If I had the money to splurge on cosmetic surgery, would I
have done something to enhance my body? I think not. If I were wealthy, I would
travel the world. It’s more worthwhile to risk my life in an adventure in a
far-flung place than expose my unconscious self to the perils of the operating
table.
Saturday, April 8, 2017
“I suspect the reason I couldn’t celebrate the floating
world was that I couldn’t bring myself to believe in its worth. Young men are
often guilt-ridden about pleasure, and I suppose I was no different. I suppose
I thought that to pass away one’s time in such places, to spend one’s skills
celebrating things so intangible and transient, I suppose I thought it all
rather wasteful, all rather decadent. It’s hard to appreciate the beauty of a
world when one doubts its very validity.”
~Kazuo Ishiguro, An Artist of the Floating World, 1986
Thursday, April 6, 2017
I’m here at work, painfully aware that it’s only Thursday
and there’s one more day till I can escape from the world and rewatch all seven
episodes of Big Little Lies and a
week to go before the four-day Lenten break that I plan to spend at the beach,
and a few months more before I can go on a longer vacation where I don’t have
to know or care what day it is. Don’t we all long for vacations that feel like
every day is a Saturday and the only major decision we have to make is what and
where to eat for lunch? But to be able to afford and deserve vacations like those,
I need to embrace the quotidian drabness of my life.
Saturday, March 11, 2017
Not without some hardship, as I've said, I'd conquered the
solitary's way of life; I knew its tests and satisfactions and over time had shaped the scope of my needs
to its limitations, long ago abandoning excitement, intimacy, adventure, and
antagonisms in favor of quiet, steady, predictable contact with nature and
reading and my work. Why invite the unanticipated, why court any more shocks or
surprises than those that aging would be sure to deliver without my prompting?
~Philip Roth, Exit Ghost, 2007
Thursday, March 9, 2017
It’s been a while since the last time I fielded questions
about being single and childless despite my age. I am surprised at how I
handled all of it.
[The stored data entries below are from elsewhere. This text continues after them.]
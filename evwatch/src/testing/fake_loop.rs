use std::time::{Duration, Instant};

use crate::{Config, LoopHooks, WatcherRegistry};

/// Deterministic stand-in for a dispatch loop.
///
/// Time is virtual: it only moves when [`iterate`](Self::iterate) simulates a
/// poll or [`advance`](Self::advance) is called, so every timestamp a watcher
/// sees is predictable. Each iteration runs the prepare pass with the
/// configured timeout, "blocks" for the given duration, then runs the check
/// pass.
///
/// # Warning
///
/// **Do not use in production.** Nothing is actually polled.
#[derive(Debug)]
pub struct FakeLoop {
    registry: WatcherRegistry,
    origin: Instant,
    elapsed: Duration,
    timeout: Option<Duration>,
    iterations: usize,
}

impl FakeLoop {
    pub fn new() -> Self {
        Self::with_config(Config::default())
    }

    pub fn with_config(config: Config) -> Self {
        Self {
            registry: WatcherRegistry::new(config),
            origin: Instant::now(),
            elapsed: Duration::ZERO,
            timeout: None,
            iterations: 0,
        }
    }

    pub fn registry(&self) -> &WatcherRegistry {
        &self.registry
    }

    pub fn registry_mut(&mut self) -> &mut WatcherRegistry {
        &mut self.registry
    }

    /// Current virtual time.
    pub fn now(&self) -> Instant {
        self.origin + self.elapsed
    }

    /// Timeout reported to prepare watchers from the next iteration on.
    pub fn set_timeout(&mut self, timeout: Option<Duration>) {
        self.timeout = timeout;
    }

    /// Move virtual time forward without running any pass.
    pub fn advance(&mut self, by: Duration) {
        self.elapsed += by;
    }

    /// Completed iterations.
    pub fn iterations(&self) -> usize {
        self.iterations
    }

    /// Run one prepare, poll, check cycle where the poll blocks for `blocked`.
    pub fn iterate(&mut self, blocked: Duration) {
        let now = self.now();
        self.run_prepare_phase(now, self.timeout);
        self.advance(blocked);
        let now = self.now();
        self.run_check_phase(now);
        self.iterations += 1;
    }

    /// Run `n` iterations, each blocking for `blocked`.
    pub fn run(&mut self, n: usize, blocked: Duration) {
        for _ in 0..n {
            self.iterate(blocked);
        }
    }
}

impl Default for FakeLoop {
    fn default() -> Self {
        Self::new()
    }
}

impl LoopHooks for FakeLoop {
    fn run_prepare_phase(&mut self, now: Instant, timeout: Option<Duration>) {
        self.registry.run_prepare_phase(now, timeout);
    }

    fn run_check_phase(&mut self, now: Instant) {
        self.registry.run_check_phase(now);
    }

    fn teardown(&mut self) {
        self.registry.teardown();
    }
}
Instead of being defensive about it, I shrugged off their
questions with some glib I-couldn’t-care-less nonchalance that any single girl
who’d been asked the same question would be proud of. Rather than give them a
rational explanation that they refuse to understand anyway, I merely smiled. I
could have told them that I do not need a man to define, complete, watch over, or
rescue me, but I said nothing.
A 39-year old woman who lives a full, happy life even
without a husband or a child apparently astonishes some people. The fact that
they are still astonished is even more astonishing.